▶ **What the exercise asks**:
For the entries below, report the number of lines where the string "usize" appears, and only that number.

==== Source material

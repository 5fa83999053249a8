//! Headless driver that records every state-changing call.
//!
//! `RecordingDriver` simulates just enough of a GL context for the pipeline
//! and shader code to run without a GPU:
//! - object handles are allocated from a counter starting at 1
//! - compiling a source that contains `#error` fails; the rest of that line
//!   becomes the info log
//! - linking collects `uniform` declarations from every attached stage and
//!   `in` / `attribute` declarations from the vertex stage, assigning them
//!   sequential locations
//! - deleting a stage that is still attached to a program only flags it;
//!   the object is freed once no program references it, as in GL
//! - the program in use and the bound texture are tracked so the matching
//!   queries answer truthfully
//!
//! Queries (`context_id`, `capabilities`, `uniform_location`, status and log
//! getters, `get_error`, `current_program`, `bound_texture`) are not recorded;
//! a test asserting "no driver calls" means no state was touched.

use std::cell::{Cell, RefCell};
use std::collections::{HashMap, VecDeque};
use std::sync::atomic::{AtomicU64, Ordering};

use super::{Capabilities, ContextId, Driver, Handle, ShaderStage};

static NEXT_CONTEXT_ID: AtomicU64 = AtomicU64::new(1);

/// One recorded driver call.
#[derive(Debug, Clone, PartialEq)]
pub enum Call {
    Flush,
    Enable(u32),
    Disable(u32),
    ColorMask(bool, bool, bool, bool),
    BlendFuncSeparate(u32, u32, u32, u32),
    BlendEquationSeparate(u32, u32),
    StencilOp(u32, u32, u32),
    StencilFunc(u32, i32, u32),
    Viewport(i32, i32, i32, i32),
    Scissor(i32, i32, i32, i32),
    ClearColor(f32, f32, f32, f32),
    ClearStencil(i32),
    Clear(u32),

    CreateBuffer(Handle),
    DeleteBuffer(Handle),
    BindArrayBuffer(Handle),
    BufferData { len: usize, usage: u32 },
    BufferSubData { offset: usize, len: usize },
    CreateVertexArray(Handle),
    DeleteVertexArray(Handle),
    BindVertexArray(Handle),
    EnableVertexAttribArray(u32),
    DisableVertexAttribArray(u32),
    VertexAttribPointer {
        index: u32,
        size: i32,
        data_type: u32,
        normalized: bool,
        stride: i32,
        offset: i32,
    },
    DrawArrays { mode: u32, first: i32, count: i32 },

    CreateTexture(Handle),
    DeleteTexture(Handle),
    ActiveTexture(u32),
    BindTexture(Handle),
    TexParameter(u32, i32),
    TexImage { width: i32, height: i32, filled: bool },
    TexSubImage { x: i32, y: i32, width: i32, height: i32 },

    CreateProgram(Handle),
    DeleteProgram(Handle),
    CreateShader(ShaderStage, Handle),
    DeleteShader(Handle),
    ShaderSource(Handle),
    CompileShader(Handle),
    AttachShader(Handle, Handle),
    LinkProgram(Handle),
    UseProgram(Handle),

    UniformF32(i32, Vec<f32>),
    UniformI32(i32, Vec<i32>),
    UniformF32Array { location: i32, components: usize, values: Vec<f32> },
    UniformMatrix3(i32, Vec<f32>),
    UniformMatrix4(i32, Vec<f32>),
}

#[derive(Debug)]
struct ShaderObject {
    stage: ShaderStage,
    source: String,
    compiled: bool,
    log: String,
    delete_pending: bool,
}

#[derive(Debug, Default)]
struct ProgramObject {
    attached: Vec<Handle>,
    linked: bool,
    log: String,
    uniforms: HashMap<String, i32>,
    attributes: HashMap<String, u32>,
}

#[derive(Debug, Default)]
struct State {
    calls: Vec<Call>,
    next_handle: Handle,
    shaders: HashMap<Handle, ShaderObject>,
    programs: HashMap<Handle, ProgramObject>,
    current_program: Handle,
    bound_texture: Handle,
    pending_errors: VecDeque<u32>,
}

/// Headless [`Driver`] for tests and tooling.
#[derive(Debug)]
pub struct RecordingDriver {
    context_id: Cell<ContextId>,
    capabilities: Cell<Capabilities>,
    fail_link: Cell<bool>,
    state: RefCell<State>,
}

========
==== Source material

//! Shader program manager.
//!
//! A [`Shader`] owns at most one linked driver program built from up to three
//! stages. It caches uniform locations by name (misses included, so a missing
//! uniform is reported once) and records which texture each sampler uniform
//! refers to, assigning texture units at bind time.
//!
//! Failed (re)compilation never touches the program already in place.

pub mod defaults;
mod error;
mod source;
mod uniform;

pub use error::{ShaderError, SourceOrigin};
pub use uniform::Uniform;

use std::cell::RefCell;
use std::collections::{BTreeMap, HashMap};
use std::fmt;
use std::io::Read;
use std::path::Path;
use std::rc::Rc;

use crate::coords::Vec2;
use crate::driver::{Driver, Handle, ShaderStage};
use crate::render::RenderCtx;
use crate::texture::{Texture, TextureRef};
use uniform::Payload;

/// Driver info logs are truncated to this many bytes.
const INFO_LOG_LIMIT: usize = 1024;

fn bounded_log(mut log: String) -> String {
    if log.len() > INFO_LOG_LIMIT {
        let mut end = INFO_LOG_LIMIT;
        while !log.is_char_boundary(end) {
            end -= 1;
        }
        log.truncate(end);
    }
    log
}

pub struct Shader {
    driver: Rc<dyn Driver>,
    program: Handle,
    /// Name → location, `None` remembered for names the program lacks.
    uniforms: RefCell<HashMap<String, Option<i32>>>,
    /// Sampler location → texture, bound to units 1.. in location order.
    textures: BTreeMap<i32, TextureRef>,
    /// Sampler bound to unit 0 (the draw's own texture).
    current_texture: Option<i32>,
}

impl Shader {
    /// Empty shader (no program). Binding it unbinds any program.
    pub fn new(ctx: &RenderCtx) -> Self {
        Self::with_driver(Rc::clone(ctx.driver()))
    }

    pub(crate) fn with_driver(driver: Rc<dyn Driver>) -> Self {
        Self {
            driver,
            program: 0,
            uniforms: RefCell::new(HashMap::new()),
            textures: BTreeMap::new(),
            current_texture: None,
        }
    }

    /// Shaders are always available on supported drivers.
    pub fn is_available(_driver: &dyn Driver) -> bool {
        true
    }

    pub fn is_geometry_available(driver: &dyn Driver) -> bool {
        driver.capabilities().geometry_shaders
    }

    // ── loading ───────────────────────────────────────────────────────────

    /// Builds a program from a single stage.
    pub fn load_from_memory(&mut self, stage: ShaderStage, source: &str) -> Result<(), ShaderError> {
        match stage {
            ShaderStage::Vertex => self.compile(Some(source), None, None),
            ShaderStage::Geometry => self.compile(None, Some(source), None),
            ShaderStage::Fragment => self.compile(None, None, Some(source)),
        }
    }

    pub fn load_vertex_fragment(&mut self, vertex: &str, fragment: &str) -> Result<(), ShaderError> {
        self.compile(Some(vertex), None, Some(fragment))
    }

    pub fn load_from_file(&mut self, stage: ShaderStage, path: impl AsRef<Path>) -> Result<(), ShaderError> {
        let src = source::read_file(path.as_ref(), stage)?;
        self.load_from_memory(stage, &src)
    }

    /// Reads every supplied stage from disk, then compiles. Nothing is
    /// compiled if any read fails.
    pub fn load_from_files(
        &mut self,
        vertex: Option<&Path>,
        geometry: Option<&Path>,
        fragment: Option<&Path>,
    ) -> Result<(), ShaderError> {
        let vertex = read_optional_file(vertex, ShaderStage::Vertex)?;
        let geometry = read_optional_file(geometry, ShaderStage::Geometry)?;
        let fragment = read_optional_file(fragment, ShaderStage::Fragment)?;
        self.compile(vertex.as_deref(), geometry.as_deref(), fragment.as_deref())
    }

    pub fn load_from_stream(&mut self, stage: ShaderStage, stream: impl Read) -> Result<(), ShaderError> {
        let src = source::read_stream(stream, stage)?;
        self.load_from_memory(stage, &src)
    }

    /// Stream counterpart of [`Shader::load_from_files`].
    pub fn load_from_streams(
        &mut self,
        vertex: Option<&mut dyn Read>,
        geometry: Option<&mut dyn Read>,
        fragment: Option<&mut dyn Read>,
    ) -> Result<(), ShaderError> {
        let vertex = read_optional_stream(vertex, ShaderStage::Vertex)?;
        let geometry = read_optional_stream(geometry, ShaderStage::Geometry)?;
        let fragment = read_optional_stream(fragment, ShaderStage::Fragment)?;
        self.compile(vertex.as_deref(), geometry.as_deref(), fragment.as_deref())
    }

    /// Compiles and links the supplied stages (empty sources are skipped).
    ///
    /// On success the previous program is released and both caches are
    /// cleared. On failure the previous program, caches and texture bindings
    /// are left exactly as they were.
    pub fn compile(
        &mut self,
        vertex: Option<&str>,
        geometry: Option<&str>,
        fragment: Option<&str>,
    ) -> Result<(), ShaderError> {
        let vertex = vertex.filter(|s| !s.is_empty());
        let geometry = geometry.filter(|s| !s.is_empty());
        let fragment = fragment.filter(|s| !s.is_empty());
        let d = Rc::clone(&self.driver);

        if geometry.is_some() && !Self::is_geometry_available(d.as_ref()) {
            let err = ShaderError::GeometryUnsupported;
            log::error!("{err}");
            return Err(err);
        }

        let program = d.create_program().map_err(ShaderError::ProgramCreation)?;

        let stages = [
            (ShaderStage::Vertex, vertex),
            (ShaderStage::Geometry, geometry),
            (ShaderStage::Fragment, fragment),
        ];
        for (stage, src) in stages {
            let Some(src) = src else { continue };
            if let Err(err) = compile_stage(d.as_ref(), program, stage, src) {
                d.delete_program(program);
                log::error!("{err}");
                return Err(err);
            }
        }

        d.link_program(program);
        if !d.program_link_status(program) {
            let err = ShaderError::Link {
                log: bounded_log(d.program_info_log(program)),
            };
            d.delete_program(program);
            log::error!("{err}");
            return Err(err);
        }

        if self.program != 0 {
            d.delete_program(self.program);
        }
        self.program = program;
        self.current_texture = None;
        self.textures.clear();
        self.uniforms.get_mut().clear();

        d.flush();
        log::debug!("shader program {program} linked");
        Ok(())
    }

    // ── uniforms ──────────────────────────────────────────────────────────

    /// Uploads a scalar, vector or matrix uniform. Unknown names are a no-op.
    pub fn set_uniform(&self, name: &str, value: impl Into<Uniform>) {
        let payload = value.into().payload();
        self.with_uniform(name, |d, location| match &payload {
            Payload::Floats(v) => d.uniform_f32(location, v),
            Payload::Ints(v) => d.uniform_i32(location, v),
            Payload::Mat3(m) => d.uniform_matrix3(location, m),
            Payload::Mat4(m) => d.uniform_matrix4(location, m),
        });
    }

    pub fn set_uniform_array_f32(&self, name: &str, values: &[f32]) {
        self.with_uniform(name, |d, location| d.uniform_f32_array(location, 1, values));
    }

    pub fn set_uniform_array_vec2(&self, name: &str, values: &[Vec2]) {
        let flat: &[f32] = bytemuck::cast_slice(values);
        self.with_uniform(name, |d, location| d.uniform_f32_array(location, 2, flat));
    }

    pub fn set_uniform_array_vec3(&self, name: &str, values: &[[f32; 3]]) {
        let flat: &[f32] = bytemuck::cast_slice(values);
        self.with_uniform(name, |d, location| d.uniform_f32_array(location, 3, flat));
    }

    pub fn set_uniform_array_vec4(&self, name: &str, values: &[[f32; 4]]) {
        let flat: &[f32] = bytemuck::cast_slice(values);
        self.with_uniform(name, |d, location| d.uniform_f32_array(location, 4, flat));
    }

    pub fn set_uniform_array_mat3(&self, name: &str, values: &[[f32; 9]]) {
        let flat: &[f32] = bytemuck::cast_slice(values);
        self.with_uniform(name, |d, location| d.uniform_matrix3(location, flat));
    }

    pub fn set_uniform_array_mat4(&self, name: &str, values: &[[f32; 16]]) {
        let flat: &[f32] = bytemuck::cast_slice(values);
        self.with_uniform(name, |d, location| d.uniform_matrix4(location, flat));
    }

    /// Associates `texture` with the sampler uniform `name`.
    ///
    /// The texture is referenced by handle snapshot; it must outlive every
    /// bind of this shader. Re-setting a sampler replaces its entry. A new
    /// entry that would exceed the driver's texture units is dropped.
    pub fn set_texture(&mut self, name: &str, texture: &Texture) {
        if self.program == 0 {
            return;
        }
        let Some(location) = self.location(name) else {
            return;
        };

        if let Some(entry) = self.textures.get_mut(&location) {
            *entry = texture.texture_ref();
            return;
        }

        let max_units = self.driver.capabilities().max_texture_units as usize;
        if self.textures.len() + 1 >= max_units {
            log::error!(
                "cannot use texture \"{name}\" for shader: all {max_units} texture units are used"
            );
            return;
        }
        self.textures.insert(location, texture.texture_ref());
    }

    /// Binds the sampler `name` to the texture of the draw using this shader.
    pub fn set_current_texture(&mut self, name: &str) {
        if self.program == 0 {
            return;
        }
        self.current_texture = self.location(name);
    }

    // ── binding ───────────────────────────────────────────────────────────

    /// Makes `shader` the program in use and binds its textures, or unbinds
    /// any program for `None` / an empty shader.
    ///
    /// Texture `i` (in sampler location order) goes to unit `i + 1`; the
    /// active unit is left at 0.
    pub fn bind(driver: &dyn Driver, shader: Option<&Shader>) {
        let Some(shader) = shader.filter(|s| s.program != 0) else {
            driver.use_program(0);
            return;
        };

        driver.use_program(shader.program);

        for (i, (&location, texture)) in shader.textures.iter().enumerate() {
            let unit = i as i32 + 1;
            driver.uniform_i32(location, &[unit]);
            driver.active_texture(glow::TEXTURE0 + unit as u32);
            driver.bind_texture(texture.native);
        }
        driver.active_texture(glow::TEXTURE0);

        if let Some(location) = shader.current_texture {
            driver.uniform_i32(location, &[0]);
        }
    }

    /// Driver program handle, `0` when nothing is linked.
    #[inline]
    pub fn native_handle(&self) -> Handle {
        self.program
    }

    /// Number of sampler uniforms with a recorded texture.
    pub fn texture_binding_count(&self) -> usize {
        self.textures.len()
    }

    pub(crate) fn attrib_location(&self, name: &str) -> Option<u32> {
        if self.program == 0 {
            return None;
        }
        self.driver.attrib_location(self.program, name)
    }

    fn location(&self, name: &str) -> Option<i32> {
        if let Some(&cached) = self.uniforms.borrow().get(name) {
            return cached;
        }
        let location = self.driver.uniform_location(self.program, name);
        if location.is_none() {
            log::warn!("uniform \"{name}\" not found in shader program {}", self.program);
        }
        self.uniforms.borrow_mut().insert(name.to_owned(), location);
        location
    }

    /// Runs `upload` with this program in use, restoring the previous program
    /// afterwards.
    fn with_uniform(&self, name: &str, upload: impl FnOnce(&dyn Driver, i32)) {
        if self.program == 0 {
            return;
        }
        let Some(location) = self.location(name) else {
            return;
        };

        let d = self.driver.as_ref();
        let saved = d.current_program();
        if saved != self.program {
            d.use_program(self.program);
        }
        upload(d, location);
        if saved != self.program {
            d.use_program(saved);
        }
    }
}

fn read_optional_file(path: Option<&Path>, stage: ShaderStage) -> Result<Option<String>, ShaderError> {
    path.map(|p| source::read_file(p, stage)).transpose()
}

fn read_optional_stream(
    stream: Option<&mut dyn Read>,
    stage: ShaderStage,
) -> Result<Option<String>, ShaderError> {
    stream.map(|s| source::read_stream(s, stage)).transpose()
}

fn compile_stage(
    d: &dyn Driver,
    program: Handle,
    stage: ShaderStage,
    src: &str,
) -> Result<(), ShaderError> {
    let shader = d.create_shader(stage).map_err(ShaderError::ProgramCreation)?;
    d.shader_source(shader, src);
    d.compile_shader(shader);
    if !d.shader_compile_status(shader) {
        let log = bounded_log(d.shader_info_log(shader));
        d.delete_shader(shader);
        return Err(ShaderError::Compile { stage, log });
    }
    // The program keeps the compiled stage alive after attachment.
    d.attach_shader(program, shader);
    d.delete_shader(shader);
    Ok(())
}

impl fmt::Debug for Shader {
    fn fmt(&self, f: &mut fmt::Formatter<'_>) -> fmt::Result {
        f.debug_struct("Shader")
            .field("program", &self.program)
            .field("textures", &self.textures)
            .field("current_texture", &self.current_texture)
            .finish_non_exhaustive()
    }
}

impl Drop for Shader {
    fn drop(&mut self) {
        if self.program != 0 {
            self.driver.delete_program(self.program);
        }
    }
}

========
==== Source material

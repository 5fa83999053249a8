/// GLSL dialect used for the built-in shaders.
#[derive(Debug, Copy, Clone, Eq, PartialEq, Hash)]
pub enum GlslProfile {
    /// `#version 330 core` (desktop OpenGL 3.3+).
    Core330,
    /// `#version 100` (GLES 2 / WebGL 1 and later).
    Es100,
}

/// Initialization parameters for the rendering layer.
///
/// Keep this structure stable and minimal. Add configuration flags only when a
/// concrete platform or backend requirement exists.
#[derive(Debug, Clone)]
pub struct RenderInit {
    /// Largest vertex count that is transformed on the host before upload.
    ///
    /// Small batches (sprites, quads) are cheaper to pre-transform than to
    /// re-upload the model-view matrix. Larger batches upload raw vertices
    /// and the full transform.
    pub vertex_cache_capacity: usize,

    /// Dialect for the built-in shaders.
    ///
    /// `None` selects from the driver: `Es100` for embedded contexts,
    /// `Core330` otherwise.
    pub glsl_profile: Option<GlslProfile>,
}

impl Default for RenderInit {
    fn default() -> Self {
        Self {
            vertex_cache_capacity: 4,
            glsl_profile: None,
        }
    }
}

========

▶ **Expected answer**:
7